DATA SUPPLIED:
******

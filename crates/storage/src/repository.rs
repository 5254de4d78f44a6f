use async_trait::async_trait;
use chrono::{DateTime, Utc};
use std::collections::HashMap;
use std::sync::{Arc, Mutex};
use thiserror::Error;

use quiz_core::model::{AttemptRecord, MaterialId, QuizId, UserId, ViewedFact};

/// Errors surfaced by storage adapters.
#[derive(Debug, Error)]
#[non_exhaustive]
pub enum StorageError {
    #[error("not found")]
    NotFound,

    #[error("conflict")]
    Conflict,

    #[error("connection error: {0}")]
    Connection(String),

    #[error("serialization error: {0}")]
    Serialization(String),
}

/// Durable store for "material viewed" facts.
///
/// This is the local, authoritative-for-reads half of the two-tier progress
/// store. Facts are append-only: recording the same material twice is a
/// no-op, and nothing ever deletes a fact.
#[async_trait]
pub trait ViewedFactRepository: Send + Sync {
    /// Record a fact, keeping the earliest record when one already exists.
    ///
    /// # Errors
    ///
    /// Returns `StorageError` if the fact cannot be stored.
    async fn record_fact(&self, user_id: UserId, fact: &ViewedFact) -> Result<(), StorageError>;

    /// All facts recorded for a user.
    ///
    /// # Errors
    ///
    /// Returns `StorageError` on storage failure.
    async fn facts_for_user(&self, user_id: UserId) -> Result<Vec<ViewedFact>, StorageError>;

    /// Facts recorded at or after the given instant, for incremental sync.
    ///
    /// # Errors
    ///
    /// Returns `StorageError` on storage failure.
    async fn facts_since(
        &self,
        user_id: UserId,
        since: DateTime<Utc>,
    ) -> Result<Vec<ViewedFact>, StorageError>;

    /// Whether a fact exists for the material.
    ///
    /// # Errors
    ///
    /// Returns `StorageError` on storage failure.
    async fn contains(
        &self,
        user_id: UserId,
        material_id: MaterialId,
    ) -> Result<bool, StorageError>;
}

/// Durable store for completed quiz attempts.
#[async_trait]
pub trait AttemptRepository: Send + Sync {
    /// Append one completed attempt.
    ///
    /// # Errors
    ///
    /// Returns `StorageError::Conflict` if an attempt with the same id was
    /// already recorded, or other storage errors.
    async fn append_attempt(
        &self,
        user_id: UserId,
        attempt: &AttemptRecord,
    ) -> Result<(), StorageError>;

    /// Attempts for one quiz, oldest first.
    ///
    /// # Errors
    ///
    /// Returns `StorageError` on storage failure.
    async fn attempts_for_quiz(
        &self,
        user_id: UserId,
        quiz_id: QuizId,
    ) -> Result<Vec<AttemptRecord>, StorageError>;
}

/// Simple in-memory repository implementation for testing and prototyping.
#[derive(Clone, Default)]
pub struct InMemoryRepository {
    facts: Arc<Mutex<HashMap<(UserId, MaterialId), ViewedFact>>>,
    attempts: Arc<Mutex<Vec<(UserId, AttemptRecord)>>>,
}

impl InMemoryRepository {
    #[must_use]
    pub fn new() -> Self {
        Self::default()
    }
}

#[async_trait]
impl ViewedFactRepository for InMemoryRepository {
    async fn record_fact(&self, user_id: UserId, fact: &ViewedFact) -> Result<(), StorageError> {
        let mut guard = self
            .facts
            .lock()
            .map_err(|e| StorageError::Connection(e.to_string()))?;
        guard
            .entry((user_id, fact.material_id))
            .or_insert_with(|| fact.clone());
        Ok(())
    }

    async fn facts_for_user(&self, user_id: UserId) -> Result<Vec<ViewedFact>, StorageError> {
        let guard = self
            .facts
            .lock()
            .map_err(|e| StorageError::Connection(e.to_string()))?;
        let mut facts: Vec<ViewedFact> = guard
            .iter()
            .filter(|((uid, _), _)| *uid == user_id)
            .map(|(_, fact)| fact.clone())
            .collect();
        facts.sort_by_key(|f| (f.viewed_at, f.material_id));
        Ok(facts)
    }

    async fn facts_since(
        &self,
        user_id: UserId,
        since: DateTime<Utc>,
    ) -> Result<Vec<ViewedFact>, StorageError> {
        let all = self.facts_for_user(user_id).await?;
        Ok(all.into_iter().filter(|f| f.viewed_at >= since).collect())
    }

    async fn contains(
        &self,
        user_id: UserId,
        material_id: MaterialId,
    ) -> Result<bool, StorageError> {
        let guard = self
            .facts
            .lock()
            .map_err(|e| StorageError::Connection(e.to_string()))?;
        Ok(guard.contains_key(&(user_id, material_id)))
    }
}

#[async_trait]
impl AttemptRepository for InMemoryRepository {
    async fn append_attempt(
        &self,
        user_id: UserId,
        attempt: &AttemptRecord,
    ) -> Result<(), StorageError> {
        let mut guard = self
            .attempts
            .lock()
            .map_err(|e| StorageError::Connection(e.to_string()))?;
        if guard.iter().any(|(_, a)| a.id() == attempt.id()) {
            return Err(StorageError::Conflict);
        }
        guard.push((user_id, attempt.clone()));
        Ok(())
    }

    async fn attempts_for_quiz(
        &self,
        user_id: UserId,
        quiz_id: QuizId,
    ) -> Result<Vec<AttemptRecord>, StorageError> {
        let guard = self
            .attempts
            .lock()
            .map_err(|e| StorageError::Connection(e.to_string()))?;
        Ok(guard
            .iter()
            .filter(|(uid, a)| *uid == user_id && a.quiz_id() == quiz_id)
            .map(|(_, a)| a.clone())
            .collect())
    }
}

/// Aggregates fact and attempt repositories behind trait objects for easy
/// backend swapping.
#[derive(Clone)]
pub struct Storage {
    pub facts: Arc<dyn ViewedFactRepository>,
    pub attempts: Arc<dyn AttemptRepository>,
}

impl Storage {
    #[must_use]
    pub fn in_memory() -> Self {
        let repo = InMemoryRepository::new();
        let facts: Arc<dyn ViewedFactRepository> = Arc::new(repo.clone());
        let attempts: Arc<dyn AttemptRepository> = Arc::new(repo);
        Self { facts, attempts }
    }
}

#[cfg(test)]
mod tests {
    use super::*;
    use chrono::Duration;
    use quiz_core::time::fixed_now;

    fn fact(material: u64, offset_sec: i64) -> ViewedFact {
        ViewedFact::new(
            MaterialId::new(material),
            fixed_now() + Duration::seconds(offset_sec),
        )
    }

    #[tokio::test]
    async fn recording_the_same_fact_twice_is_a_noop() {
        let repo = InMemoryRepository::new();
        let user = UserId::new(1);

        let original = fact(1, 0).with_time_spent(30);
        repo.record_fact(user, &original).await.unwrap();
        repo.record_fact(user, &fact(1, 60)).await.unwrap();

        let facts = repo.facts_for_user(user).await.unwrap();
        assert_eq!(facts.len(), 1);
        // The earliest record wins.
        assert_eq!(facts[0], original);
        assert!(repo.contains(user, MaterialId::new(1)).await.unwrap());
    }

    #[tokio::test]
    async fn facts_are_scoped_per_user() {
        let repo = InMemoryRepository::new();
        repo.record_fact(UserId::new(1), &fact(1, 0)).await.unwrap();
        repo.record_fact(UserId::new(2), &fact(2, 0)).await.unwrap();

        let facts = repo.facts_for_user(UserId::new(1)).await.unwrap();
        assert_eq!(facts.len(), 1);
        assert_eq!(facts[0].material_id, MaterialId::new(1));
        assert!(!repo.contains(UserId::new(1), MaterialId::new(2)).await.unwrap());
    }

    #[tokio::test]
    async fn facts_since_filters_older_records() {
        let repo = InMemoryRepository::new();
        let user = UserId::new(1);
        repo.record_fact(user, &fact(1, 0)).await.unwrap();
        repo.record_fact(user, &fact(2, 120)).await.unwrap();
        repo.record_fact(user, &fact(3, 240)).await.unwrap();

        let recent = repo
            .facts_since(user, fixed_now() + Duration::seconds(120))
            .await
            .unwrap();
        let ids: Vec<u64> = recent.iter().map(|f| f.material_id.value()).collect();
        assert_eq!(ids, vec![2, 3]);
    }

    #[tokio::test]
    async fn attempt_ids_must_be_unique() {
        let repo = InMemoryRepository::new();
        let user = UserId::new(1);
        let attempt = AttemptRecord::new(QuizId::new(1), fixed_now(), 2, 3).unwrap();

        repo.append_attempt(user, &attempt).await.unwrap();
        let err = repo.append_attempt(user, &attempt).await.unwrap_err();
        assert!(matches!(err, StorageError::Conflict));
    }

    #[tokio::test]
    async fn attempts_filtered_by_quiz_in_insertion_order() {
        let repo = InMemoryRepository::new();
        let user = UserId::new(1);
        let now = fixed_now();

        for (quiz, score) in [(1_u64, 0_u32), (2, 1), (1, 3)] {
            let attempt = AttemptRecord::new(QuizId::new(quiz), now, score, 3).unwrap();
            repo.append_attempt(user, &attempt).await.unwrap();
        }

        let attempts = repo.attempts_for_quiz(user, QuizId::new(1)).await.unwrap();
        let scores: Vec<u32> = attempts.iter().map(AttemptRecord::score).collect();
        assert_eq!(scores, vec![0, 3]);
    }
}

******

ACTION ITEM: Every line of the listing that holds the word "guard" is to be found and copied.

TASK SOLUTION:
        let mut guard = self
        guard
        let guard = self
        let mut facts: Vec<ViewedFact> = guard
        let guard = self
        Ok(guard.contains_key(&(user_id, material_id)))
        let mut guard = self
        if guard.iter().any(|(_, a)| a.id() == attempt.id()) {
        guard.push((user_id, attempt.clone()));
        let guard = self
        Ok(guard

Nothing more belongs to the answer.